What to produce
Find every line below with the string "SchedulerState" and pick it out.

[Data supplied]

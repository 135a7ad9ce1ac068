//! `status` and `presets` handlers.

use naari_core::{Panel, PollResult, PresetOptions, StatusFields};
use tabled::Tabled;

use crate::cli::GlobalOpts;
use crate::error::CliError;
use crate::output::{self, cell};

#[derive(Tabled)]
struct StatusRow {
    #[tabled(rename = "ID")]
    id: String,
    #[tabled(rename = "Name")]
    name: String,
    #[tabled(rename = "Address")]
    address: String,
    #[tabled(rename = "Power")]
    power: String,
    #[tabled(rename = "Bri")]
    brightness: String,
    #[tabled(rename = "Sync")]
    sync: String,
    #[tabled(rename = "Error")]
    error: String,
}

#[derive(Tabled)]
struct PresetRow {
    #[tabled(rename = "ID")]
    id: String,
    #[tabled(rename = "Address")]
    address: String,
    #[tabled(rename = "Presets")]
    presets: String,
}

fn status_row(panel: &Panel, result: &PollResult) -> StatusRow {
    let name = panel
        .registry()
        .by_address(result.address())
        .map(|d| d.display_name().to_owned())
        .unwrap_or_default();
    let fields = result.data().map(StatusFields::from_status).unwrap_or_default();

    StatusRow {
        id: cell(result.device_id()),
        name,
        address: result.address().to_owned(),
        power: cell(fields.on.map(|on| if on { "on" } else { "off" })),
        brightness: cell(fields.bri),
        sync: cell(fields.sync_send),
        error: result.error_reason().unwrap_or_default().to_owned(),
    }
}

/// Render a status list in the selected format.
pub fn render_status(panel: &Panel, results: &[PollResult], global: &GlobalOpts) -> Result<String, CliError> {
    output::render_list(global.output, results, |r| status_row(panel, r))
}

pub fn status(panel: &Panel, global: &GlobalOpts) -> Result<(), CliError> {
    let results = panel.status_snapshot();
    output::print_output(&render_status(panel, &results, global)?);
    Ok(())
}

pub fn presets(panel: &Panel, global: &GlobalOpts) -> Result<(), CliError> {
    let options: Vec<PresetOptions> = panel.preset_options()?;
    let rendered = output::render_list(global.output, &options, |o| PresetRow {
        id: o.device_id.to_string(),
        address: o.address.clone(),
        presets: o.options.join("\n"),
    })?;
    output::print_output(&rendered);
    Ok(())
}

[/Data supplied]
[Data supplied]

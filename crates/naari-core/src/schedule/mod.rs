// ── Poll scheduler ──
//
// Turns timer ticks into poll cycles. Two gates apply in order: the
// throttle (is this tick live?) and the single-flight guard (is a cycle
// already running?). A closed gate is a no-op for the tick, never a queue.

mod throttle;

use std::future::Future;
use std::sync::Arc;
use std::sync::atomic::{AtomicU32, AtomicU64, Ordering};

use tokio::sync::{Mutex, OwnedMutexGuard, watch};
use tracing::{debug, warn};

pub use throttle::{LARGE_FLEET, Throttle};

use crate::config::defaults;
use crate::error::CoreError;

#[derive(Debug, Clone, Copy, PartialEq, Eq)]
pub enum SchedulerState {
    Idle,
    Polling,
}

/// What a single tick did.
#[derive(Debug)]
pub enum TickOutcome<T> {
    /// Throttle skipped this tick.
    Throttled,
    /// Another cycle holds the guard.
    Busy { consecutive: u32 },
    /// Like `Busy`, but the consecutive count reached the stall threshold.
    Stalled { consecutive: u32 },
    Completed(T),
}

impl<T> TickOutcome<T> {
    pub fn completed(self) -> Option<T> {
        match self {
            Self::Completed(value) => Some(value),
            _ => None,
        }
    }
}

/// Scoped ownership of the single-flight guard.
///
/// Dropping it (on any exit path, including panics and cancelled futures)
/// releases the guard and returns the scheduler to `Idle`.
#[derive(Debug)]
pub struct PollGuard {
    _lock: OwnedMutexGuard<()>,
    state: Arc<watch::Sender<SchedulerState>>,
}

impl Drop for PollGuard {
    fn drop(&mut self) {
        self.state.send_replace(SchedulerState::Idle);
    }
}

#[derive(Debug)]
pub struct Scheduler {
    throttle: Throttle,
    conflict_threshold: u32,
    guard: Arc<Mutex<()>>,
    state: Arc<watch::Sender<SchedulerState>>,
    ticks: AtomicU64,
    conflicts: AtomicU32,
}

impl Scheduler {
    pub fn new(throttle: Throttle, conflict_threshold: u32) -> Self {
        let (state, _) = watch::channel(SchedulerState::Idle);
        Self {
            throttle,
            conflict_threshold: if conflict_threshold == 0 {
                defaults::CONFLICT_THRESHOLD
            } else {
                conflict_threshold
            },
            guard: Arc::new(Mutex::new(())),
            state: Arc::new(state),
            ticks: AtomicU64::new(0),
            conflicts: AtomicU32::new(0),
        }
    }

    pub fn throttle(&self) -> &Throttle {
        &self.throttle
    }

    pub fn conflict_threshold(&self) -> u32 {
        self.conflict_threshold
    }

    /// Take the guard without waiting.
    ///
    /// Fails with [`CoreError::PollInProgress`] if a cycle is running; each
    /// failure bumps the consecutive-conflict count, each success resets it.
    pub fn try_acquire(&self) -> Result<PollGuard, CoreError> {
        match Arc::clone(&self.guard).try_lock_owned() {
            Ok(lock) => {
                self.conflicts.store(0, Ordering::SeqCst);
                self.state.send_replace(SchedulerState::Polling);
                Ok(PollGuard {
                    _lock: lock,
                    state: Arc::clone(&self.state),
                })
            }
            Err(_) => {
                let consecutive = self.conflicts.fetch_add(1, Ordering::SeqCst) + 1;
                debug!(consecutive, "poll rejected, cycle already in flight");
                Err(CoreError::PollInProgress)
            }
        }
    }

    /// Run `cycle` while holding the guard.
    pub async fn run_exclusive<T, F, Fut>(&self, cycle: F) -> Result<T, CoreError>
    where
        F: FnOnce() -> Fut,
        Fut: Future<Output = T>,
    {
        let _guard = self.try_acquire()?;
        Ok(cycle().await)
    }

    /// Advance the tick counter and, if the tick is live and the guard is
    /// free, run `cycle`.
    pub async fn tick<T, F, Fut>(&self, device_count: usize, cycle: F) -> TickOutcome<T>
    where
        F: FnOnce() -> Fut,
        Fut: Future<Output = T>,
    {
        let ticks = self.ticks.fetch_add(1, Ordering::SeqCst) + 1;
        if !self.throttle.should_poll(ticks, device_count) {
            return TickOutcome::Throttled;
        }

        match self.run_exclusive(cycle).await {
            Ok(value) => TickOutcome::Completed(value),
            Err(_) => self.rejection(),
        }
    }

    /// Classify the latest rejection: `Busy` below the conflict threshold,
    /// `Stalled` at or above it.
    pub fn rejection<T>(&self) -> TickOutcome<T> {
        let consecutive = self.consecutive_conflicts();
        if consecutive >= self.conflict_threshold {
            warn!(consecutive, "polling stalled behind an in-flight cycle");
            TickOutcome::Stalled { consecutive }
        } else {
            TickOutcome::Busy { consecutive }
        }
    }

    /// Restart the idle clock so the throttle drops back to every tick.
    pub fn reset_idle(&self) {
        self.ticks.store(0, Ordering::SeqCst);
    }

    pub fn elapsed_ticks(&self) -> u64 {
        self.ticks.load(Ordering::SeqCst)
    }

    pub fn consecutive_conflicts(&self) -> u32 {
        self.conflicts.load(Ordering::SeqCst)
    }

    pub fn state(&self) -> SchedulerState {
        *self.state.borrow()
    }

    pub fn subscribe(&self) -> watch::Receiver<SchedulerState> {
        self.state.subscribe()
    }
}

[/Data supplied]
[Data supplied]

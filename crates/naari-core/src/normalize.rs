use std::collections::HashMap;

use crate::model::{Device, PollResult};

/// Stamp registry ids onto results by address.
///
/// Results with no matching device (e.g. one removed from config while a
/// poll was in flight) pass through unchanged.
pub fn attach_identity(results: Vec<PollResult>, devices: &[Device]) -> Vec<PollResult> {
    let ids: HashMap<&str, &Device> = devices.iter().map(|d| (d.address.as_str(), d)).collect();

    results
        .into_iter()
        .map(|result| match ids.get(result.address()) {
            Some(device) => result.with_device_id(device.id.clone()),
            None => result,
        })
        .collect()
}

[/Data supplied]

Exercise solution
pub enum SchedulerState {
    state: Arc<watch::Sender<SchedulerState>>,
        self.state.send_replace(SchedulerState::Idle);
    state: Arc<watch::Sender<SchedulerState>>,
        let (state, _) = watch::channel(SchedulerState::Idle);
                self.state.send_replace(SchedulerState::Polling);
    pub fn state(&self) -> SchedulerState {
    pub fn subscribe(&self) -> watch::Receiver<SchedulerState> {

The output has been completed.